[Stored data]
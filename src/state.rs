//! Result state returned from a completed session.

use crate::handle::Metadata;
use std::fs::File;

/// The outcome of a successful read pass.
///
/// Carries the parameters the session actually resolved (as opposed to what
/// the caller supplied) and the aggregate of what was read. The handle moves
/// back to the caller here when the session did not close it.
#[derive(Debug)]
pub struct SessionResult<H = File> {
    /// The handle the pass read from; `None` if the session closed it.
    pub handle: Option<H>,

    /// The size facts the pass was planned from, explicit or queried.
    pub metadata: Metadata,

    /// The block size each read was issued with.
    pub block_size: u64,

    /// The total length the range was resolved against.
    pub length: u64,

    /// Total bytes read across all blocks.
    pub bytes_read: u64,

    /// Number of blocks read.
    pub blocks: u64,
}

impl<H> SessionResult<H> {
    /// A result for a pass that resolved its parameters but read nothing.
    pub(crate) fn empty(metadata: Metadata, block_size: u64, length: u64) -> Self {
        Self {
            handle: None,
            metadata,
            block_size,
            length,
            bytes_read: 0,
            blocks: 0,
        }
    }
}

#[cfg(test)]
mod tests {
    use super::*;

    #[test]
    fn test_empty_result() {
        let result: SessionResult = SessionResult::empty(Metadata::new(4096, 8206), 4096, 8206);
        assert!(result.handle.is_none());
        assert_eq!(result.metadata, Metadata::new(4096, 8206));
        assert_eq!(result.block_size, 4096);
        assert_eq!(result.length, 8206);
        assert_eq!(result.bytes_read, 0);
        assert_eq!(result.blocks, 0);
    }
}
use std::path::PathBuf;

use crate::logging::LogFormat;

/// Roots consulted when no layer configures an allow-list.
pub const DEFAULT_ALLOWED_DIRECTORIES: &[&str] = &["/home", "/tmp", "/var/log"];

/// Lines a single file read returns before it is truncated.
pub const DEFAULT_FILE_READ_LINE_LIMIT: usize = 1000;

/// Default log filter expression used by the binary.
pub const DEFAULT_LOG_FILTER: &str = "info";

/// Default log filter expression used by the binary.
pub fn default_log_filter() -> &'static str {
    DEFAULT_LOG_FILTER
}

/// Owned log filter value used where allocation is required (e.g. serde).
pub fn default_log_filter_string() -> String {
    DEFAULT_LOG_FILTER.to_string()
}

/// Default logging format for the binary.
pub fn default_log_format() -> LogFormat {
    LogFormat::Compact
}

/// Default allow-list roots as owned paths.
pub fn default_allowed_directories() -> Vec<PathBuf> {
    DEFAULT_ALLOWED_DIRECTORIES
        .iter()
        .map(PathBuf::from)
        .collect()
}
//! CLI entrypoint for the Scrivener line editor.
//!
//! The binary delegates to [`scrivener_cli::run`], which loads configuration,
//! installs telemetry, parses the command, and prints the engine's result.

use std::io;
use std::process::ExitCode;

fn main() -> ExitCode {
    let mut stdin = io::stdin().lock();
    let mut stdout = io::stdout().lock();
    let mut stderr = io::stderr().lock();
    scrivener_cli::run(std::env::args_os(), &mut stdin, &mut stdout, &mut stderr)
}
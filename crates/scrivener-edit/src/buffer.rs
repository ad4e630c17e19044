//! Line-addressed text buffers.
//!
//! A [`LineBuffer`] holds one file's content as an ordered list of lines.
//! Line numbers are one-based at the API boundary. Loading collapses `\r\n`
//! and lone `\r` separators into `\n`; serialisation joins with `\n`, so
//! `LineBuffer::load(text).serialize() == normalize(text)` for every input.

use thiserror::Error;

/// Separator used between lines after normalisation.
pub const LINE_SEPARATOR: &str = "\n";

/// Collapses `\r\n` and `\r` into `\n`.
#[must_use]
pub fn normalize(text: &str) -> String {
    text.replace("\r\n", "\n").replace('\r', "\n")
}

/// Splits text into normalised lines.
///
/// The split is strict: a trailing separator yields a trailing empty line,
/// and empty input yields a single empty line.
#[must_use]
pub fn split_lines(text: &str) -> Vec<String> {
    normalize(text)
        .split(LINE_SEPARATOR)
        .map(str::to_owned)
        .collect()
}

/// A line range that does not fit the buffer it was applied to.
#[derive(Debug, Clone, Copy, Error, PartialEq, Eq)]
#[error("lines {start}-{end} do not fit a buffer of {line_count} lines")]
pub struct RangeError {
    /// First line of the rejected range (one-based).
    pub start: usize,
    /// Last line of the rejected range (one-based, inclusive).
    pub end: usize,
    /// Number of lines in the buffer.
    pub line_count: usize,
}

/// In-memory content of one file, addressed by line.
#[derive(Debug, Clone, PartialEq, Eq)]
pub struct LineBuffer {
    lines: Vec<String>,
}

impl LineBuffer {
    /// Builds a buffer from raw file text.
    #[must_use]
    pub fn load(text: &str) -> Self {
        Self {
            lines: split_lines(text),
        }
    }

    /// Builds a buffer from already-split lines.
    #[must_use]
    pub fn from_lines(lines: Vec<String>) -> Self {
        Self { lines }
    }

    /// Number of lines held.
    #[must_use]
    pub fn line_count(&self) -> usize {
        self.lines.len()
    }

    /// All lines in order.
    #[must_use]
    pub fn lines(&self) -> &[String] {
        &self.lines
    }

    /// Returns line `number` (one-based).
    #[must_use]
    pub fn line(&self, number: usize) -> Option<&str> {
        number
            .checked_sub(1)
            .and_then(|index| self.lines.get(index))
            .map(String::as_str)
    }

    /// Returns lines `start..=end` (one-based, inclusive).
    ///
    /// # Errors
    ///
    /// Fails when `start` is zero, `end < start`, or `end` is past the last line.
    pub fn slice(&self, start: usize, end: usize) -> Result<&[String], RangeError> {
        if start == 0 || end < start {
            return Err(self.range_error(start, end));
        }
        self.lines
            .get(start - 1..end)
            .ok_or_else(|| self.range_error(start, end))
    }

    /// Returns a new buffer with lines `start..=end` replaced by `new_lines`.
    ///
    /// `end == start - 1` selects the empty range in front of `start`, which
    /// inserts without consuming any line. `start` may be one past the last
    /// line in that case, appending to the buffer.
    ///
    /// # Errors
    ///
    /// Fails when the range does not describe a position in this buffer.
    pub fn splice<I>(&self, start: usize, end: usize, new_lines: I) -> Result<Self, RangeError>
    where
        I: IntoIterator<Item = String>,
    {
        let fits = start >= 1 && end + 1 >= start && end <= self.lines.len();
        if !fits {
            return Err(self.range_error(start, end));
        }

        let head = self.lines.iter().take(start - 1).cloned();
        let tail = self.lines.iter().skip(end).cloned();
        Ok(Self {
            lines: head.chain(new_lines).chain(tail).collect(),
        })
    }

    /// Joins the lines with the normalised separator.
    #[must_use]
    pub fn serialize(&self) -> String {
        self.lines.join(LINE_SEPARATOR)
    }

    /// Consumes the buffer, returning its lines.
    #[must_use]
    pub fn into_lines(self) -> Vec<String> {
        self.lines
    }

    fn range_error(&self, start: usize, end: usize) -> RangeError {
        RangeError {
            start,
            end,
            line_count: self.lines.len(),
        }
    }
}
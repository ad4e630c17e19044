//! Storage seam for file content.
//!
//! The engine performs every read and write through [`ContentStore`], so tests
//! can substitute stores that fail at chosen points.

use std::fs;
use std::io::{self, Write};
use std::path::Path;

/// Reads and writes whole files.
pub trait ContentStore: Send + Sync {
    /// Returns the file's bytes.
    fn read(&self, path: &Path) -> io::Result<Vec<u8>>;

    /// Replaces the file's content.
    fn write(&self, path: &Path, contents: &[u8]) -> io::Result<()>;

    /// Creates a file that must not already exist.
    fn create_new(&self, path: &Path, contents: &[u8]) -> io::Result<()>;
}

/// Store backed by the local filesystem.
///
/// Writes go to a temporary file beside the target which is then renamed over
/// it, so readers never see a partially written file. The target's
/// permissions are carried over to the replacement.
#[derive(Debug, Clone, Copy, Default)]
pub struct DiskStore;

impl ContentStore for DiskStore {
    fn read(&self, path: &Path) -> io::Result<Vec<u8>> {
        fs::read(path)
    }

    fn write(&self, path: &Path, contents: &[u8]) -> io::Result<()> {
        let parent = path.parent().unwrap_or_else(|| Path::new("."));
        let mut temp_file = tempfile::NamedTempFile::new_in(parent)?;
        temp_file.write_all(contents)?;
        temp_file.as_file().sync_all()?;
        if let Ok(metadata) = fs::metadata(path) {
            temp_file.as_file().set_permissions(metadata.permissions())?;
        }
        temp_file.persist(path).map_err(|err| err.error)?;
        Ok(())
    }

    fn create_new(&self, path: &Path, contents: &[u8]) -> io::Result<()> {
        let mut file = fs::OpenOptions::new()
            .write(true)
            .create_new(true)
            .open(path)?;
        file.write_all(contents)?;
        file.sync_all()
    }
}
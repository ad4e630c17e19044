//! CLI argument definitions for the Scrivener line editor.

use std::path::PathBuf;

use clap::{Args, Parser, Subcommand};

/// Line-addressed file editing inside allowed directories.
#[derive(Parser, Debug)]
#[command(
    name = "scrivener",
    version,
    disable_help_subcommand = true,
    after_help = "Configuration flags (--config-path, --allowed-directories, --log-filter, \
                  --log-format, --file-read-line-limit) must precede the command."
)]
pub(crate) struct Cli {
    #[command(subcommand)]
    pub(crate) command: Command,
}

/// Editing and file commands.
#[derive(Subcommand, Debug)]
pub(crate) enum Command {
    /// Applies a JSON list of line operations to one file.
    Edit(EditArgs),
    /// Replaces one block of lines.
    EditBlock(EditBlockArgs),
    /// Applies a JSON batch of per-file operations.
    Batch(BatchArgs),
    /// Inserts text before or after existing lines.
    Insert(InsertArgs),
    /// Finds and replaces text throughout a file.
    Replace(ReplaceArgs),
    /// Prints a file, or a window of its lines.
    ReadFile(ReadFileArgs),
    /// Writes or appends text; the content comes from `--content` or stdin.
    WriteFile(WriteFileArgs),
    /// Creates a directory.
    CreateDirectory(CreateDirectoryArgs),
    /// Lists a directory.
    ListDirectory(ListDirectoryArgs),
    /// Finds files whose names match a glob or contain a string.
    SearchFiles(SearchFilesArgs),
    /// Describes a file or directory.
    FileInfo(FileInfoArgs),
    /// Copies a file.
    CopyFile(TransferArgs),
    /// Moves a file or directory.
    MoveFile(TransferArgs),
    /// Deletes a file or directory.
    DeleteFile(DeleteFileArgs),
    /// Searches text files below a directory for a string.
    FindInFiles(FindInFilesArgs),
}

/// Flags shared by every command that writes a single file.
#[derive(Args, Debug, Clone, Copy)]
pub(crate) struct BackupFlags {
    /// Skip the timestamped backup copy.
    #[arg(long)]
    pub(crate) no_backup: bool,
}

#[derive(Args, Debug)]
pub(crate) struct EditArgs {
    /// File to edit.
    pub(crate) path: PathBuf,
    /// JSON array of `{start_line, end_line, replacement, description}`
    /// objects, read from a file or `-` for stdin.
    #[arg(long, value_name = "FILE")]
    pub(crate) operations: String,
    #[command(flatten)]
    pub(crate) backup: BackupFlags,
    /// Apply operations without checking ranges and overlaps first.
    #[arg(long)]
    pub(crate) skip_validation: bool,
    /// Print a preview instead of writing.
    #[arg(long)]
    pub(crate) preview: bool,
    /// Write after each operation rather than once.
    #[arg(long)]
    pub(crate) non_atomic: bool,
}

#[derive(Args, Debug)]
pub(crate) struct EditBlockArgs {
    /// File to edit.
    pub(crate) path: PathBuf,
    /// First replaced line (one-based).
    #[arg(long)]
    pub(crate) start_line: usize,
    /// Last replaced line (inclusive).
    #[arg(long)]
    pub(crate) end_line: usize,
    /// Replacement text.
    #[arg(long, allow_hyphen_values = true)]
    pub(crate) replacement: String,
    /// Omit the before/after comparison.
    #[arg(long)]
    pub(crate) no_diff: bool,
    #[command(flatten)]
    pub(crate) backup: BackupFlags,
}

#[derive(Args, Debug)]
pub(crate) struct BatchArgs {
    /// JSON batch request, read from a file or `-` for stdin.
    #[arg(long, value_name = "FILE")]
    pub(crate) request: String,
    /// Process files independently instead of all-or-nothing.
    #[arg(long)]
    pub(crate) non_atomic: bool,
    /// Print previews without writing.
    #[arg(long)]
    pub(crate) dry_run: bool,
    /// Keep going after a file fails (non-atomic batches only).
    #[arg(long)]
    pub(crate) continue_on_error: bool,
    /// Skip validating every file before processing the first.
    #[arg(long)]
    pub(crate) skip_validation: bool,
}

#[derive(Args, Debug)]
pub(crate) struct InsertArgs {
    /// File to edit.
    pub(crate) path: PathBuf,
    /// JSON array of `{line, content, before}` objects, read from a file or
    /// `-` for stdin.
    #[arg(long, value_name = "FILE")]
    pub(crate) insertions: String,
    #[command(flatten)]
    pub(crate) backup: BackupFlags,
    /// Address each insertion against the file as left by the previous one.
    #[arg(long)]
    pub(crate) sequential_lines: bool,
}

#[derive(Args, Debug)]
pub(crate) struct ReplaceArgs {
    /// File to edit.
    pub(crate) path: PathBuf,
    /// Text or pattern to find.
    #[arg(long, allow_hyphen_values = true)]
    pub(crate) find: String,
    /// Replacement text.
    #[arg(long, allow_hyphen_values = true)]
    pub(crate) replace: String,
    /// Treat `--find` as a regular expression.
    #[arg(long)]
    pub(crate) regex: bool,
    /// Match regardless of case.
    #[arg(long)]
    pub(crate) ignore_case: bool,
    /// Only match whole words.
    #[arg(long)]
    pub(crate) whole_word: bool,
    /// Stop after this many replacements; zero or less means unlimited.
    #[arg(long, default_value_t = -1, allow_negative_numbers = true)]
    pub(crate) max_replacements: i64,
    #[command(flatten)]
    pub(crate) backup: BackupFlags,
}

#[derive(Args, Debug)]
pub(crate) struct ReadFileArgs {
    /// File to read.
    pub(crate) path: PathBuf,
    /// First line to print (one-based).
    #[arg(long, default_value_t = 1)]
    pub(crate) offset: usize,
    /// Lines to print; zero prints through the end.
    #[arg(long, default_value_t = 0)]
    pub(crate) length: usize,
    /// Prefix each line with its number.
    #[arg(long)]
    pub(crate) line_numbers: bool,
}

#[derive(Args, Debug)]
pub(crate) struct WriteFileArgs {
    /// File to write.
    pub(crate) path: PathBuf,
    /// Text to write. Read from stdin when omitted.
    #[arg(long, allow_hyphen_values = true)]
    pub(crate) content: Option<String>,
    /// Add to the end of the file instead of replacing it.
    #[arg(long)]
    pub(crate) append: bool,
    /// Copy an existing file aside first.
    #[arg(long)]
    pub(crate) backup: bool,
}

#[derive(Args, Debug)]
pub(crate) struct CreateDirectoryArgs {
    /// Directory to create.
    pub(crate) path: PathBuf,
    /// Fail when the parent directory is missing.
    #[arg(long)]
    pub(crate) no_parents: bool,
    /// Octal permission bits.
    #[arg(long, default_value = "0755")]
    pub(crate) permissions: String,
}

#[derive(Args, Debug)]
pub(crate) struct ListDirectoryArgs {
    /// Directory to list.
    pub(crate) path: PathBuf,
    /// Show entries whose names start with a dot.
    #[arg(long)]
    pub(crate) all: bool,
    /// Descend into subdirectories.
    #[arg(long)]
    pub(crate) recursive: bool,
}

#[derive(Args, Debug)]
pub(crate) struct SearchFilesArgs {
    /// Directory to search.
    pub(crate) directory: PathBuf,
    /// Glob, or text the name must contain.
    #[arg(allow_hyphen_values = true)]
    pub(crate) pattern: String,
    /// Match case exactly.
    #[arg(long)]
    pub(crate) case_sensitive: bool,
    /// Report matching directories too.
    #[arg(long)]
    pub(crate) include_directories: bool,
    /// Levels to descend; negative means unbounded.
    #[arg(long, default_value_t = -1, allow_negative_numbers = true)]
    pub(crate) max_depth: i64,
}

#[derive(Args, Debug)]
pub(crate) struct FileInfoArgs {
    /// File or directory to describe.
    pub(crate) path: PathBuf,
}

#[derive(Args, Debug)]
pub(crate) struct TransferArgs {
    /// Existing source.
    pub(crate) source: PathBuf,
    /// Destination path.
    pub(crate) destination: PathBuf,
    /// Replace an existing destination.
    #[arg(long)]
    pub(crate) overwrite: bool,
}

#[derive(Args, Debug)]
pub(crate) struct DeleteFileArgs {
    /// File or directory to delete.
    pub(crate) path: PathBuf,
    /// Delete a directory with its contents.
    #[arg(long)]
    pub(crate) recursive: bool,
    /// Copy a file aside before deleting it.
    #[arg(long)]
    pub(crate) backup: bool,
}

#[derive(Args, Debug)]
pub(crate) struct FindInFilesArgs {
    /// Directory to search.
    pub(crate) directory: PathBuf,
    /// Text to find.
    #[arg(allow_hyphen_values = true)]
    pub(crate) pattern: String,
    /// Glob the file name must match.
    #[arg(long, default_value = "*")]
    pub(crate) files: String,
    /// Match case exactly.
    #[arg(long)]
    pub(crate) case_sensitive: bool,
    /// Lines of context around each match.
    #[arg(long, default_value_t = 0)]
    pub(crate) context: usize,
}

▶ **WHAT TO DO**
Out of the preceding entries, pull every line containing the string "SessionResult".

▶ **ANSWER TO THE EXERCISE**
pub struct SessionResult<H = File> {
impl<H> SessionResult<H> {
        let result: SessionResult = SessionResult::empty(Metadata::new(4096, 8206), 4096, 8206);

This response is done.